What’s the best way to check if a folder is empty if folders possibly contains 10_000 files?
isempty(readdir(mydir))
The point is that I want to list all empty subfolders of a directory, but mapping readdir on all non-empty folders before telling they’re not empty is not really performant in that case.
Palli
November 18, 2024, 12:39pm
2
Maybe this works, not sure:
empty_dir(d) = stat(d).size <= stat(d).blksize && isempty(readdir(d; sort=false))
_readdir is called, and you could simplify this to not loop:
julia> function _readdir2(dir::AbstractString; return_objects::Bool=false, join::Bool=false, sort::Bool=true)
# Allocate space for uv_fs_t struct
req = Libc.malloc(Base._sizeof_uv_fs)
try
# defined in sys.c, to call uv_fs_readdir, which sets errno on error.
err = ccall(:uv_fs_scandir, Int32, (Ptr{Cvoid}, Ptr{Cvoid}, Cstring, Cint, Ptr{Cvoid}),
C_NULL, req, dir, 0, C_NULL)
err < 0 && uv_error("readdir($(repr(dir)))", err)
# iterate the listing into entries
entries = return_objects ? DirEntry[] : String[]
ent = Ref{Base.Filesystem.uv_dirent_t}()
while Base.UV_EOF != ccall(:uv_fs_scandir_next, Cint, (Ptr{Cvoid}, Ptr{Base.Filesystem.uv_dirent_t}), req, ent)

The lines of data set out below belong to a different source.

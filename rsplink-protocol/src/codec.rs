//! Incremental decoder for inbound RSP traffic.
//!
//! Wire forms:
//!
//! ```text
//! +                          ack
//! -                          nak
//! $<escaped payload>#<cs>    packet, cs = two hex digits
//! ```
//!
//! The checksum is the 8-bit sum of the payload bytes as they appear on the
//! wire, escape bytes included.

use crate::error::ProtocolError;
use crate::packet::{Message, Packet};
use crate::{hex, ACK, ESCAPE, ESCAPE_XOR, NAK, PACKET_END, PACKET_START, RLE_MARKER};
use bytes::{Buf, BufMut, BytesMut};

/// Buffers raw bytes from the peer and splits them into messages.
///
/// Bytes are consumed from the front only once a whole message (or a whole
/// malformed frame) has been recognised; a partial frame stays buffered until
/// more input arrives. Scanning of a partial frame resumes where the previous
/// [`decode`](Self::decode) call stopped.
pub struct PacketDecoder {
    buffer: BytesMut,
    scratch: BytesMut,
    max_frame_size: usize,
    /// Next byte of the frame at the front of `buffer` to scan; 0 when no
    /// frame is in progress.
    position: usize,
    checksum: u8,
    escaped: bool,
    body_done: bool,
}

impl PacketDecoder {
    pub fn new() -> Self {
        Self {
            buffer: BytesMut::with_capacity(crate::DEFAULT_PACKET_SIZE),
            scratch: BytesMut::with_capacity(crate::DEFAULT_PACKET_SIZE),
            max_frame_size: crate::DEFAULT_MAX_FRAME_SIZE,
            position: 0,
            checksum: 0,
            escaped: false,
            body_done: false,
        }
    }

    /// Sets the largest accepted frame body (bytes between `$` and `#`, as
    /// sent on the wire).
    pub fn with_max_frame_size(mut self, max_frame_size: usize) -> Self {
        self.set_max_frame_size(max_frame_size);
        self
    }

    pub fn set_max_frame_size(&mut self, max_frame_size: usize) {
        self.max_frame_size = max_frame_size;
    }

    pub fn max_frame_size(&self) -> usize {
        self.max_frame_size
    }

    /// Appends data to the internal buffer.
    pub fn extend(&mut self, data: &[u8]) {
        self.buffer.extend_from_slice(data);
    }

    /// Returns the number of bytes currently buffered.
    pub fn buffered(&self) -> usize {
        self.buffer.len()
    }

    /// Returns whether a byte is buffered at `position`.
    pub fn has_byte_at(&self, position: usize) -> bool {
        position < self.buffer.len()
    }

    /// Drops everything buffered, including any partially scanned frame.
    pub fn clear(&mut self) {
        self.buffer.clear();
        self.reset_frame();
    }

    fn reset_frame(&mut self) {
        self.position = 0;
        self.checksum = 0;
        self.escaped = false;
        self.body_done = false;
    }

    /// Attempts to decode the next message.
    ///
    /// Returns `Ok(None)` if more data is needed. On an unexpected leading
    /// byte, an RLE marker or an oversized frame the whole buffer is
    /// discarded; on a bad checksum only the offending frame is.
    pub fn decode(&mut self) -> Result<Option<Message>, ProtocolError> {
        if self.position == 0 {
            let Some(&first) = self.buffer.first() else {
                return Ok(None);
            };

            match first {
                ACK => {
                    self.buffer.advance(1);
                    return Ok(Some(Message::Ack));
                }
                NAK => {
                    self.buffer.advance(1);
                    return Ok(Some(Message::Nak));
                }
                PACKET_START => {
                    self.scratch.clear();
                    self.position = 1;
                }
                other => {
                    self.clear();
                    return Err(ProtocolError::UnexpectedByte(other));
                }
            }
        }

        while !self.body_done {
            let Some(&byte) = self.buffer.get(self.position) else {
                return Ok(None);
            };
            if self.escaped {
                self.escaped = false;
                self.scratch.put_u8(byte ^ ESCAPE_XOR);
            } else if byte == ESCAPE {
                self.escaped = true;
            } else if byte == RLE_MARKER {
                self.clear();
                return Err(ProtocolError::RleUnsupported);
            } else if byte == PACKET_END {
                self.position += 1;
                self.body_done = true;
                break;
            } else {
                self.scratch.put_u8(byte);
            }
            self.checksum = self.checksum.wrapping_add(byte);
            self.position += 1;

            let size = self.position - 1;
            if size > self.max_frame_size {
                self.clear();
                return Err(ProtocolError::FrameTooLarge {
                    size,
                    max: self.max_frame_size,
                });
            }
        }

        let position = self.position;
        let Some(digits) = self.buffer.get(position..position + 2) else {
            return Ok(None);
        };
        let digits = [digits[0], digits[1]];
        let computed = self.checksum;
        self.buffer.advance(position + 2);
        self.reset_frame();

        let received = hex::read_hex(&digits, 2)
            .ok_or(ProtocolError::InvalidChecksumDigits(digits))? as u8;
        if received != computed {
            return Err(ProtocolError::ChecksumMismatch { received, computed });
        }

        Ok(Some(Message::Packet(Packet::new(self.scratch.split().freeze()))))
    }
}

impl Default for PacketDecoder {
    fn default() -> Self {
        Self::new()
    }
}

#[cfg(test)]
mod tests {
    use super::*;
    use crate::writer::PacketWriter;
    use proptest::prelude::*;

    fn decode_all(input: &[u8]) -> Vec<Result<Message, ProtocolError>> {
        let mut decoder = PacketDecoder::new();
        decoder.extend(input);
        let mut out = Vec::new();
        loop {
            match decoder.decode() {
                Ok(Some(message)) => out.push(Ok(message)),
                Ok(None) => break,
                Err(e) => out.push(Err(e)),
            }
        }
        out
    }

    fn packet(payload: &[u8]) -> Message {
        Message::Packet(Packet::new(payload.to_vec()))
    }

    #[test]
    fn test_decode_simple_packet() {
        assert_eq!(decode_all(b"$g#67"), vec![Ok(packet(b"g"))]);
    }

    #[test]
    fn test_decode_empty_packet() {
        assert_eq!(decode_all(b"$#00"), vec![Ok(packet(b""))]);
    }

    #[test]
    fn test_checksum_digits_any_case() {
        // "OK" sums to 0x9a
        assert_eq!(decode_all(b"$OK#9a"), vec![Ok(packet(b"OK"))]);
        assert_eq!(decode_all(b"$OK#9A"), vec![Ok(packet(b"OK"))]);
    }

    #[test]
    fn test_ack_and_nak() {
        assert_eq!(
            decode_all(b"+-+$g#67"),
            vec![
                Ok(Message::Ack),
                Ok(Message::Nak),
                Ok(Message::Ack),
                Ok(packet(b"g")),
            ]
        );
    }

    #[test]
    fn test_unescape() {
        // "}\x04" is an escaped '$'; checksum covers the raw bytes 0x7d + 0x04
        let mut frame = b"$}\x04#".to_vec();
        frame.extend_from_slice(b"81");
        assert_eq!(decode_all(&frame), vec![Ok(packet(b"$"))]);
    }

    #[test]
    fn test_partial_frame_waits_for_more() {
        let mut decoder = PacketDecoder::new();
        decoder.extend(b"$m10");
        assert_eq!(decoder.decode(), Ok(None));
        decoder.extend(b"00,4#");
        assert_eq!(decoder.decode(), Ok(None));
        decoder.extend(b"8");
        assert_eq!(decoder.decode(), Ok(None));
        assert_eq!(decoder.buffered(), 10);
        decoder.extend(b"e");
        assert_eq!(decoder.decode(), Ok(Some(packet(b"m1000,4"))));
        assert_eq!(decoder.buffered(), 0);
    }

    #[test]
    fn test_unexpected_start_discards_buffer() {
        let mut decoder = PacketDecoder::new();
        decoder.extend(b"garbage$g#67");
        assert_eq!(decoder.decode(), Err(ProtocolError::UnexpectedByte(b'g')));
        assert_eq!(decoder.buffered(), 0);
        assert_eq!(decoder.decode(), Ok(None));
    }

    #[test]
    fn test_checksum_mismatch_consumes_frame() {
        let mut decoder = PacketDecoder::new();
        decoder.extend(b"$g#00$g#67");
        assert_eq!(
            decoder.decode(),
            Err(ProtocolError::ChecksumMismatch {
                received: 0x00,
                computed: 0x67
            })
        );
        assert_eq!(decoder.decode(), Ok(Some(packet(b"g"))));
    }

    #[test]
    fn test_invalid_checksum_digits() {
        let mut decoder = PacketDecoder::new();
        decoder.extend(b"$g#zz+");
        assert_eq!(
            decoder.decode(),
            Err(ProtocolError::InvalidChecksumDigits(*b"zz"))
        );
        assert_eq!(decoder.decode(), Ok(Some(Message::Ack)));
    }

    #[test]
    fn test_rle_is_rejected() {
        let mut decoder = PacketDecoder::new();
        decoder.extend(b"$0* #4e");
        assert_eq!(decoder.decode(), Err(ProtocolError::RleUnsupported));
        assert_eq!(decoder.buffered(), 0);
    }

    #[test]
    fn test_oversized_unterminated_frame() {
        let mut decoder = PacketDecoder::new().with_max_frame_size(16);
        decoder.extend(b"$");
        decoder.extend(&[b'a'; 17]);
        assert_eq!(
            decoder.decode(),
            Err(ProtocolError::FrameTooLarge { size: 17, max: 16 })
        );
        assert_eq!(decoder.buffered(), 0);
        assert_eq!(decoder.decode(), Ok(None));
    }

    #[test]
    fn test_oversized_frame_fed_in_pieces() {
        let mut decoder = PacketDecoder::new().with_max_frame_size(64);
        decoder.extend(b"$");
        let mut result = Ok(None);
        for _ in 0..100 {
            decoder.extend(b"a");
            result = decoder.decode();
            if result.is_err() {
                break;
            }
        }
        assert_eq!(result, Err(ProtocolError::FrameTooLarge { size: 65, max: 64 }));
        assert_eq!(decoder.buffered(), 0);

        // The next frame starts clean.
        decoder.extend(b"+$g#67");
        assert_eq!(decoder.decode(), Ok(Some(Message::Ack)));
        assert_eq!(decoder.decode(), Ok(Some(packet(b"g"))));
    }

    #[test]
    fn test_frame_at_size_limit_is_accepted() {
        let mut decoder = PacketDecoder::new().with_max_frame_size(2);
        decoder.extend(b"$OK#9a");
        assert_eq!(decoder.decode(), Ok(Some(packet(b"OK"))));
    }

    #[test]
    fn test_escaped_frame_resumes_across_calls() {
        // Split between the escape byte and the escaped byte.
        let mut decoder = PacketDecoder::new();
        decoder.extend(b"$a}");
        assert_eq!(decoder.decode(), Ok(None));
        decoder.extend(b"\x04");
        assert_eq!(decoder.decode(), Ok(None));
        decoder.extend(b"#");
        assert_eq!(decoder.decode(), Ok(None));
        // 'a' + '}' + 0x04 = 0xe2
        decoder.extend(b"e2");
        assert_eq!(decoder.decode(), Ok(Some(packet(b"a$"))));
    }

    #[test]
    fn test_clear_drops_partial_frame() {
        let mut decoder = PacketDecoder::new();
        decoder.extend(b"$abc");
        assert_eq!(decoder.decode(), Ok(None));
        decoder.clear();
        decoder.extend(b"$g#67");
        assert_eq!(decoder.decode(), Ok(Some(packet(b"g"))));
    }

    #[test]
    fn test_has_byte_at() {
        let mut decoder = PacketDecoder::new();
        assert!(!decoder.has_byte_at(0));
        decoder.extend(b"$g");
        assert!(decoder.has_byte_at(1));
        assert!(!decoder.has_byte_at(2));
        decoder.clear();
        assert!(!decoder.has_byte_at(0));
    }

    proptest! {
        #[test]
        fn prop_writer_output_decodes_to_payload(payload in proptest::collection::vec(any::<u8>(), 0..512)) {
            let mut writer = PacketWriter::new();
            writer.append(&payload);
            let frame = writer.finish();

            let mut decoder = PacketDecoder::new();
            decoder.extend(&frame);
            let decoded = decoder.decode().unwrap().unwrap();
            prop_assert_eq!(decoded, Message::Packet(Packet::new(payload)));
            prop_assert_eq!(decoder.buffered(), 0);
        }

        #[test]
        fn prop_split_delivery_decodes_same(payload in proptest::collection::vec(any::<u8>(), 1..128), split in 0usize..256) {
            let mut writer = PacketWriter::new();
            writer.append(&payload);
            let frame = writer.finish();
            let split = split % frame.len();

            let mut decoder = PacketDecoder::new();
            decoder.extend(&frame[..split]);
            prop_assert_eq!(decoder.decode().unwrap(), None);
            decoder.extend(&frame[split..]);
            let decoded = decoder.decode().unwrap().unwrap();
            prop_assert_eq!(decoded, Message::Packet(Packet::new(payload)));
        }

        #[test]
        fn prop_arbitrary_input_never_panics(input in proptest::collection::vec(any::<u8>(), 0..256)) {
            let _ = decode_all(&input);
        }
    }
}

name = unsafe_string(ent[].name)
if return_objects
rawtype = ent[].typ
push!(entries, DirEntry(dir, name, rawtype))
else
push!(entries, join ? joinpath(dir, name) : name)
end
end
# Clean up the request string
Base.Filesystem.uv_fs_req_cleanup(req)
# sort entries unless opted out
sort && sort!(entries)
return entries
finally
Libc.free(req)
end
end
Dan
November 18, 2024, 1:02pm
4
There is a pending PR enabling lazy readdir
operation:
JuliaLang:master
← nlw0:nic/lazyreaddir
opened 08:50PM - 05 Oct 19 UTC
The original libuv readdir one day became scandir, what is today the basis for J… ulia's `readdir`. The way that function works means all directory contents must be held in memory and sorted before processing. By utilizing the new readdir function in libuv we can instead process directory contents in a streaming fashion. This patch implements a `lazyreaddir` method to do this, delivering the directory contents trough a `Channel`.
1 Like
That was really valuable feedback. Looking into the code I could come up with my own
function isemptydir(dir::AbstractString)
# Allocate space for uv_fs_t struct
req = Libc.malloc(Base.Filesystem._sizeof_uv_fs)
ie = false
try
# defined in sys.c, to call uv_fs_readdir, which sets errno on error.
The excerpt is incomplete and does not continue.